▸ Assignment:
Output each line of the material exactly as it stands.

***

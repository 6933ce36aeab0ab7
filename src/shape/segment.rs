//! Definition of the segment shape.

use crate::math::{Point, Real, Vector};
use crate::shape::SupportMap;

use na::Unit;

/// A segment shape.
#[cfg_attr(feature = "serde", derive(Serialize, Deserialize))]
#[derive(PartialEq, Debug, Copy, Clone)]
#[repr(C)]
pub struct Segment {
    /// The segment first point.
    pub a: Point<Real>,
    /// The segment second point.
    pub b: Point<Real>,
}

impl Segment {
    /// Creates a new segment from two points.
    #[inline]
    pub fn new(a: Point<Real>, b: Point<Real>) -> Segment {
        Segment { a, b }
    }

    /// The direction of this segment scaled by its length.
    ///
    /// Points from `self.a` toward `self.b`.
    pub fn scaled_direction(&self) -> Vector<Real> {
        self.b - self.a
    }

    /// The length of this segment.
    pub fn length(&self) -> Real {
        self.scaled_direction().norm()
    }

    /// The unit direction of this segment.
    ///
    /// Points from `self.a()` toward `self.b()`.
    /// Returns `None` is both points are equal.
    pub fn direction(&self) -> Option<Unit<Vector<Real>>> {
        Unit::try_new(self.scaled_direction(), crate::math::DEFAULT_EPSILON)
    }

    /// The point `a + (b - a) * t`.
    #[inline]
    pub fn point_at(&self, t: Real) -> Point<Real> {
        self.a + self.scaled_direction() * t
    }

    /// The parameter `t` in `[0, 1]` of the point of this segment closest to `pt`.
    pub fn project_local_point_parameter(&self, pt: &Point<Real>) -> Real {
        let ab = self.scaled_direction();
        let sq_len = ab.norm_squared();

        if sq_len == 0.0 {
            0.0
        } else {
            ((pt - self.a).dot(&ab) / sq_len).clamp(0.0, 1.0)
        }
    }

    /// The distance between `pt` and this segment.
    pub fn distance_to_local_point(&self, pt: &Point<Real>) -> Real {
        let t = self.project_local_point_parameter(pt);
        na::distance(&self.point_at(t), pt)
    }
}

impl SupportMap for Segment {
    #[inline]
    fn local_support_point(&self, dir: &Vector<Real>) -> Point<Real> {
        if self.a.coords.dot(dir) > self.b.coords.dot(dir) {
            self.a
        } else {
            self.b
        }
    }

    #[inline]
    fn local_inner_point(&self) -> Point<Real> {
        na::center(&self.a, &self.b)
    }
}

#[cfg(test)]
mod test {
    use crate::shape::Segment;
    use na::Point3;

    #[test]
    fn segment_point_distance() {
        let seg = Segment::new(Point3::new(0.0, 0.0, 0.0), Point3::new(2.0, 0.0, 0.0));

        assert!(relative_eq!(
            seg.distance_to_local_point(&Point3::new(1.0, 3.0, 0.0)),
            3.0
        ));
        assert!(relative_eq!(
            seg.distance_to_local_point(&Point3::new(-4.0, 0.0, 3.0)),
            5.0
        ));
        assert_eq!(
            seg.project_local_point_parameter(&Point3::new(5.0, 1.0, 0.0)),
            1.0
        );
    }
}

***

▸ Response:
repository 6933ce36aeab0ab7
filename src/shape/segment.rs
//! Definition of the segment shape.

use crate::math::{Point, Real, Vector};
use crate::shape::SupportMap;

use na::Unit;

/// A segment shape.
#[cfg_attr(feature = "serde", derive(Serialize, Deserialize))]
#[derive(PartialEq, Debug, Copy, Clone)]
#[repr(C)]
pub struct Segment {
    /// The segment first point.
    pub a: Point<Real>,
    /// The segment second point.
    pub b: Point<Real>,
}

impl Segment {
    /// Creates a new segment from two points.
    #[inline]
    pub fn new(a: Point<Real>, b: Point<Real>) -> Segment {
        Segment { a, b }
    }

    /// The direction of this segment scaled by its length.
    ///
    /// Points from `self.a` toward `self.b`.
    pub fn scaled_direction(&self) -> Vector<Real> {
        self.b - self.a
    }

    /// The length of this segment.
    pub fn length(&self) -> Real {
        self.scaled_direction().norm()
    }

    /// The unit direction of this segment.
    ///
    /// Points from `self.a()` toward `self.b()`.
    /// Returns `None` is both points are equal.
    pub fn direction(&self) -> Option<Unit<Vector<Real>>> {
        Unit::try_new(self.scaled_direction(), crate::math::DEFAULT_EPSILON)
    }

    /// The point `a + (b - a) * t`.
    #[inline]
    pub fn point_at(&self, t: Real) -> Point<Real> {
        self.a + self.scaled_direction() * t
    }

    /// The parameter `t` in `[0, 1]` of the point of this segment closest to `pt`.
    pub fn project_local_point_parameter(&self, pt: &Point<Real>) -> Real {
        let ab = self.scaled_direction();
        let sq_len = ab.norm_squared();

        if sq_len == 0.0 {
            0.0
        } else {
            ((pt - self.a).dot(&ab) / sq_len).clamp(0.0, 1.0)
        }
    }

    /// The distance between `pt` and this segment.
    pub fn distance_to_local_point(&self, pt: &Point<Real>) -> Real {
        let t = self.project_local_point_parameter(pt);
        na::distance(&self.point_at(t), pt)
    }
}

impl SupportMap for Segment {
    #[inline]
    fn local_support_point(&self, dir: &Vector<Real>) -> Point<Real> {
        if self.a.coords.dot(dir) > self.b.coords.dot(dir) {
            self.a
        } else {
            self.b
        }
    }

    #[inline]
    fn local_inner_point(&self) -> Point<Real> {
        na::center(&self.a, &self.b)
    }
}

#[cfg(test)]
mod test {
    use crate::shape::Segment;
    use na::Point3;

    #[test]
    fn segment_point_distance() {
        let seg = Segment::new(Point3::new(0.0, 0.0, 0.0), Point3::new(2.0, 0.0, 0.0));

        assert!(relative_eq!(
            seg.distance_to_local_point(&Point3::new(1.0, 3.0, 0.0)),
            3.0
        ));
        assert!(relative_eq!(
            seg.distance_to_local_point(&Point3::new(-4.0, 0.0, 3.0)),
            5.0
        ));
        assert_eq!(
            seg.project_local_point_parameter(&Point3::new(5.0, 1.0, 0.0)),
            1.0
        );
    }
}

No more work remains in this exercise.